Animado, parece todo lo contrario de lo que Trump dijo de él y de los demás deportados —“son asesinos, capos narcos, miembros de bandas, la gente más ruda que has conocido o visto”—. Saluda a una guarda de seguridad en la calle y es efusivo y amable con los comerciantes. Antes de subirse a su autobús en la Terminal de Salitre, muestra lo único que le dejaron las autoridades estadounidenses aparte de sus documentos: una Biblia que su mamá y su hermano le regalaron en 1999. Dentro, un folleto de unas marchas por la defensa del páramo de Santurbán. También una carta de cumpleaños que le regaló hace 15 años un amigo con el que se distanció y que aún conserva porque “hay que quedarse con las cosas bonitas de la gente”.
El reencuentro
Una semana después, Ardila cuenta a través de WhatsApp que ya está de regreso en su trabajo. Su antiguo jefe rápidamente lo llamó tras la deportación y le ofreció recontratarlo. “Mis compañeros ya sabían que había llegado porque me vieron en un reportaje en televisión”, cuenta. “Todos están muy felices. Me dicen: ‘¡Bienvenido! ¡Bienvenido a Colombia!”.
Las necesidades económicas persisten en la familia. Ardila ha ido a la Alcaldía a reclamar ayuda, pero le han explicado que aún no han comenzado a distribuir unos créditos de incentivos de emprendimiento que prometió el Gobierno. La expectativa es que el sobrino, que sigue en Estados Unidos, logre quedarse y pueda mandar dinero para pagar el préstamo que contrajeron antes del viaje. La familia se ha ilusionado ante la noticia de que ya tuvo su entrevista con las autoridades migratorias. “Toca esperar que le den el positivo, en el nombre de Dios”, dice Ardila.

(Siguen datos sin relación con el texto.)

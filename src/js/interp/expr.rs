//! js::interp::expr
//!
//! Expression evaluation.
//!
//! Member access and calls are evaluated as chains so `a?.b.c()` can stop
//! at the first nullish link: [`Interpreter::eval_chain`] yields `None` once
//! a chain has short-circuited and the whole chain evaluates to `undefined`.

use smol_str::SmolStr;

use super::scope::{AssignError, Env, LookupError, Scope};
use super::stmt::Binding;
use super::Interpreter;
use crate::js::ast::{
    Arg, ArrayElem, AssignOp, Expr, LogicalOp, MemberProp, MethodKind, ObjectProp,
    Pattern, UnaryOp,
};
use crate::js::error::{ErrorKind, JsResult};
use crate::js::value::{LocalBoxFuture, Obj, Slot, Value};

/// A resolved assignment target.
enum Place {
    Binding(SmolStr),
    Property(Value, SmolStr),
}
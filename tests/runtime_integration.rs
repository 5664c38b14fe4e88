//! Integration tests for the sandbox runtime.
//!
//! Scripts run against an in-memory project; package retrieval goes to a
//! local mock CDN.

use std::sync::Arc;

use wiremock::matchers::{method, path};
use wiremock::{Mock, MockServer, ResponseTemplate};

use pyxis::core::config::RuntimeSettings;
use pyxis::notify::{ChangeEvent, RecordingSink};
use pyxis::runtime::{CapturedConsole, NodeRuntime, Stream};
use pyxis::vfs::{LocalFs, MemoryFs};

struct Project {
    fs: MemoryFs,
    sink: RecordingSink,
    console: CapturedConsole,
}

impl Project {
    fn new(fs: MemoryFs) -> Self {
        Self {
            fs,
            sink: RecordingSink::new(),
            console: CapturedConsole::new(),
        }
    }

    fn runtime(&self, settings: RuntimeSettings) -> NodeRuntime {
        NodeRuntime::new(
            Arc::new(self.fs.clone()),
            Arc::new(self.sink.clone()),
            Arc::new(self.console.clone()),
            settings,
        )
        .unwrap()
    }

    fn offline(&self) -> NodeRuntime {
        self.runtime(RuntimeSettings {
            cdn_fallback: false,
            ..RuntimeSettings::default()
        })
    }
}

fn cdn_settings(server: &MockServer) -> RuntimeSettings {
    RuntimeSettings {
        cdn_endpoints: vec![server.uri()],
        ..RuntimeSettings::default()
    }
}

mod projects {
    use super::*;

    #[tokio::test]
    async fn multi_file_project() {
        let project = Project::new(MemoryFs::with_files([
            ("/package.json", r#"{"name": "demo", "version": "1.2.3"}"#),
            ("/src/index.js", "import { total } from './math'; import pkg from '../package.json';\nconsole.log(pkg.name, pkg.version, total([1, 2, 3]));"),
            ("/src/math/index.js", "export function total(xs) { return xs.reduce((a, b) => a + b, 0); }"),
        ]));
        let result = project.offline().execute_file("src/index.js").await;

        assert!(result.success, "{result:?}");
        assert_eq!(
            project.console.output(Stream::Log),
            vec!["Executing: src/index.js", "demo 1.2.3 6"]
        );
    }

    #[tokio::test]
    async fn node_modules_before_project_root() {
        let project = Project::new(MemoryFs::with_files([
            ("/node_modules/shout/index.js", "module.exports = s => s.toUpperCase();"),
            ("/shout.js", "module.exports = () => 'wrong';"),
        ]));
        let result = project
            .offline()
            .execute_source("console.log(require('shout')('hey'))")
            .await;
        assert!(result.success);
        assert_eq!(project.console.output(Stream::Log), vec!["HEY"]);
    }

    #[tokio::test]
    async fn build_script_writes_output() {
        let project = Project::new(MemoryFs::with_files([(
            "/build.js",
            "const fs = require('fs');\nconst path = require('path');\n\
             const out = path.join('/dist', 'bundle.txt');\n\
             await fs.mkdir('/dist', { recursive: true });\n\
             await fs.writeFile(out, ['a', 'b'].join('\\n'));\n\
             return (await fs.readdir('/dist')).join(',');",
        )]));
        let result = project.offline().execute_file("/build.js").await;

        assert_eq!(result.output.as_deref(), Some("bundle.txt"));
        assert_eq!(project.fs.file_paths(), vec!["/build.js", "/dist/bundle.txt"]);
        assert_eq!(
            project.sink.events(),
            vec![
                ChangeEvent::folder("/dist").from_runtime(),
                ChangeEvent::file("/dist/bundle.txt", "a\nb").from_runtime(),
            ]
        );
    }

    #[tokio::test]
    async fn errors_inside_required_modules_name_the_file() {
        let project = Project::new(MemoryFs::with_files([(
            "/lib/broken.js",
            "throw new Error('boom');",
        )]));
        let result = project
            .offline()
            .execute_source("require('./lib/broken')")
            .await;
        assert!(!result.success);
        let error = result.error.unwrap();
        assert!(error.contains("/lib/broken.js"), "{error}");
        assert!(error.contains("boom"), "{error}");
    }

    #[tokio::test]
    async fn runs_against_a_directory_on_disk() {
        let dir = assert_fs::TempDir::new().unwrap();
        std::fs::write(dir.path().join("hello.js"), "module.exports = 'hello from disk';").unwrap();
        let console = CapturedConsole::new();
        let runtime = NodeRuntime::new(
            Arc::new(LocalFs::new(dir.path().to_path_buf())),
            Arc::new(RecordingSink::new()),
            Arc::new(console.clone()),
            RuntimeSettings {
                cdn_fallback: false,
                ..RuntimeSettings::default()
            },
        )
        .unwrap();

        let result = runtime
            .execute_source("const fs = require('fs'); await fs.writeFile('/out.txt', require('./hello'))")
            .await;
        assert!(result.success, "{result:?}");
        assert_eq!(
            std::fs::read_to_string(dir.path().join("out.txt")).unwrap(),
            "hello from disk"
        );
    }
}

mod cdn {
    use super::*;

    #[tokio::test]
    async fn missing_packages_come_from_the_cdn_once() {
        let server = MockServer::start().await;
        Mock::given(method("GET"))
            .and(path("/tiny"))
            .respond_with(
                ResponseTemplate::new(200).set_body_string("module.exports = { add: (a, b) => a + b };"),
            )
            .expect(1)
            .mount(&server)
            .await;

        let project = Project::new(MemoryFs::new());
        let runtime = project.runtime(cdn_settings(&server));
        let result = runtime
            .execute_source("const { add } = require('tiny'); console.log(add(2, 3))")
            .await;

        assert!(result.success, "{result:?}");
        assert_eq!(project.console.output(Stream::Log), vec!["5"]);
        assert_eq!(project.fs.file_paths(), vec!["/node_modules/tiny/index.js"]);
        assert_eq!(
            project.sink.events(),
            vec![ChangeEvent::file(
                "/node_modules/tiny/index.js",
                "module.exports = { add: (a, b) => a + b };"
            )
            .from_runtime()]
        );

        // A fresh runtime finds the persisted copy.
        let again = project.runtime(cdn_settings(&server));
        let result = again
            .execute_source("console.log(require('tiny').add(1, 1))")
            .await;
        assert!(result.success);
        assert_eq!(project.console.output(Stream::Log), vec!["5", "2"]);
    }

    #[tokio::test]
    async fn esm_packages_are_transformed() {
        let server = MockServer::start().await;
        Mock::given(method("GET"))
            .and(path("/esm-pkg"))
            .respond_with(
                ResponseTemplate::new(200)
                    .set_body_string("export const label = 'esm';\nexport default function hi() { return 'hi'; }"),
            )
            .mount(&server)
            .await;

        let project = Project::new(MemoryFs::new());
        let result = project
            .runtime(cdn_settings(&server))
            .execute_source("import hi, { label } from 'esm-pkg'; console.log(hi(), label)")
            .await;
        assert!(result.success, "{result:?}");
        assert_eq!(project.console.output(Stream::Log), vec!["hi esm"]);
    }

    #[tokio::test]
    async fn unavailable_packages_are_not_found() {
        let server = MockServer::start().await;
        Mock::given(method("GET"))
            .respond_with(ResponseTemplate::new(404))
            .mount(&server)
            .await;

        let project = Project::new(MemoryFs::new());
        let result = project
            .runtime(cdn_settings(&server))
            .execute_source("require('left-pad')")
            .await;
        assert_eq!(
            result.error.as_deref(),
            Some("Error: Cannot find module 'left-pad'")
        );
        assert!(project.fs.file_paths().is_empty());
    }

    #[tokio::test]
    async fn disabled_fallback_makes_no_requests() {
        let server = MockServer::start().await;
        Mock::given(method("GET"))
            .respond_with(ResponseTemplate::new(200).set_body_string("module.exports = 1"))
            .expect(0)
            .mount(&server)
            .await;

        let project = Project::new(MemoryFs::new());
        let result = project
            .runtime(RuntimeSettings {
                cdn_fallback: false,
                ..cdn_settings(&server)
            })
            .execute_source("require('anything')")
            .await;
        assert!(!result.success);
    }
}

Aviones y cruceros para traer más deportados
El presidente de Colombia, Gustavo Petro, ha asegurado que su Gobierno continuará con el envío de aviones militares a Estados Unidos para traer a los migrantes deportados. “Estamos recogiendo a nuestros colombianos y colombianas y por eso llegan en condiciones de dignidad”, enfatizó en una entrevista transmitida el viernes 31 de enero en Univision. Explicó que el vuelo estadounidense de ese miércoles, en el que los migrantes llegaron esposados, fue un error que no se repetirá. “Alguien lo autorizó sin el conocimiento del presidente. Eso tiene responsabilidades internas, pero la decisión del presidente es que no se aceptan colombianos y colombianas esposados”, comentó.

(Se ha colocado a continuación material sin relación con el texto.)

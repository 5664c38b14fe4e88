//! js::builtins::math
//!
//! `Math`. `random` is a xorshift generator seeded from the interpreter's
//! start time, so runs with a fixed clock are reproducible.

use std::cell::Cell;
use std::rc::Rc;

use super::arg;
use crate::js::interp::Interpreter;
use crate::js::value::{native_fn, sync_fn, Value};

pub fn install(interp: &Interpreter) {
    let math = interp.new_object();
    let constants = [
        ("PI", std::f64::consts::PI),
        ("E", std::f64::consts::E),
        ("LN2", std::f64::consts::LN_2),
        ("LN10", std::f64::consts::LN_10),
        ("LOG2E", std::f64::consts::LOG2_E),
        ("LOG10E", std::f64::consts::LOG10_E),
        ("SQRT2", std::f64::consts::SQRT_2),
        ("SQRT1_2", std::f64::consts::FRAC_1_SQRT_2),
    ];
    for (name, value) in constants {
        math.define_hidden(name, Value::Number(value));
    }

    let unary: [(&str, fn(f64) -> f64); 20] = [
        ("abs", f64::abs),
        ("floor", f64::floor),
        ("ceil", f64::ceil),
        ("round", round),
        ("trunc", f64::trunc),
        ("sign", sign),
        ("sqrt", f64::sqrt),
        ("cbrt", f64::cbrt),
        ("exp", f64::exp),
        ("log", f64::ln),
        ("log2", f64::log2),
        ("log10", f64::log10),
        ("sin", f64::sin),
        ("cos", f64::cos),
        ("tan", f64::tan),
        ("asin", f64::asin),
        ("acos", f64::acos),
        ("atan", f64::atan),
        ("fround", |n| f64::from(n as f32)),
        ("expm1", f64::exp_m1),
    ];
    for (name, f) in unary {
        interp.define_method(
            &math,
            name,
            native_fn(move |interp, _, args| {
                Box::pin(async move { Ok(Value::Number(f(interp.to_number(&arg(&args, 0)).await?))) })
            }),
        );
    }

    interp.define_method(
        &math,
        "pow",
        sync_fn(|_, _, args| Ok(Value::Number(arg(&args, 0).to_number().powf(arg(&args, 1).to_number())))),
    );
    interp.define_method(
        &math,
        "atan2",
        sync_fn(|_, _, args| Ok(Value::Number(arg(&args, 0).to_number().atan2(arg(&args, 1).to_number())))),
    );
    interp.define_method(
        &math,
        "hypot",
        sync_fn(|_, _, args| {
            Ok(Value::Number(args.iter().map(|v| v.to_number().powi(2)).sum::<f64>().sqrt()))
        }),
    );
    interp.define_method(
        &math,
        "max",
        sync_fn(|_, _, args| Ok(Value::Number(extreme(&args, f64::NEG_INFINITY, |a, b| a > b)))),
    );
    interp.define_method(
        &math,
        "min",
        sync_fn(|_, _, args| Ok(Value::Number(extreme(&args, f64::INFINITY, |a, b| a < b)))),
    );

    let state = Rc::new(Cell::new(seed(interp.options().start_time_ms)));
    interp.define_method(
        &math,
        "random",
        sync_fn(move |_, _, _| {
            let mut x = state.get();
            x ^= x << 13;
            x ^= x >> 7;
            x ^= x << 17;
            state.set(x);
            Ok(Value::Number((x >> 11) as f64 / (1u64 << 53) as f64))
        }),
    );

    interp.define_global("Math", math);
}

/// `Math.round`: halves round toward positive infinity.
fn round(n: f64) -> f64 {
    if !n.is_finite() || n.fract() == 0.0 {
        return n;
    }
    (n + 0.5).floor()
}

fn sign(n: f64) -> f64 {
    if n.is_nan() || n == 0.0 {
        n
    } else {
        n.signum()
    }
}

fn extreme(args: &[Value], start: f64, better: fn(f64, f64) -> bool) -> f64 {
    let mut best = start;
    for value in args {
        let n = value.to_number();
        if n.is_nan() {
            return f64::NAN;
        }
        if better(n, best) {
            best = n;
        }
    }
    best
}

fn seed(start_time_ms: f64) -> u64 {
    let bits = start_time_ms.to_bits() ^ 0x9E37_79B9_7F4A_7C15;
    if bits == 0 {
        0x2545_F491_4F6C_DD1D
    } else {
        bits
    }
}

#[cfg(test)]
mod tests {
    use super::*;
    use crate::js::interp::test_support::eval_string;

    #[test]
    fn rounding_matches_script_semantics() {
        assert_eq!(round(2.5), 3.0);
        assert_eq!(round(-2.5), -2.0);
        assert_eq!(round(-2.6), -3.0);
        assert_eq!(sign(-3.0), -1.0);
    }

    #[tokio::test]
    async fn min_max() {
        assert_eq!(
            eval_string("return [Math.max(1, 5, 3), Math.min(), Math.max(1, NaN), Math.max(...[4, 2])].join()").await,
            "5,Infinity,NaN,4"
        );
    }

    #[tokio::test]
    async fn random_is_in_unit_interval() {
        assert_eq!(
            eval_string("let ok = true\nfor (let i = 0; i < 100; i++) { const r = Math.random(); if (r < 0 || r >= 1) ok = false }\nreturn ok").await,
            "true"
        );
    }

    #[tokio::test]
    async fn misc() {
        assert_eq!(
            eval_string("return [Math.floor(-1.5), Math.abs(-2), Math.pow(2, 10), Math.sqrt(16), Math.trunc(-4.7), Math.hypot(3, 4)].join()").await,
            "-2,2,1024,4,-4,5"
        );
    }
}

El mandatario ha señalado que se buscarán alternativas en caso de que el volumen sea demasiado alto en los próximos meses. “Si aumenta, lo cual es previsible, entonces mandaremos cruceros, que pueden llevar 1000, 2000, 4000 y hasta 6000 personas”, dijo. Sin embargo, reconoció que aún falta firmar un protocolo para acordar cómo funcionará la deportación a largo plazo. De acuerdo con Petro, lo último que se había logrado de parte de la Administración de Biden (2021-2025) había sido que los niños y sus madres no viajaran esposados. La idea ahora sería expandir esto a todos los deportados que no tengan antecedentes penales. “El migrante no es un delincuente”, enfatizó el presidente en su entrevista televisiva.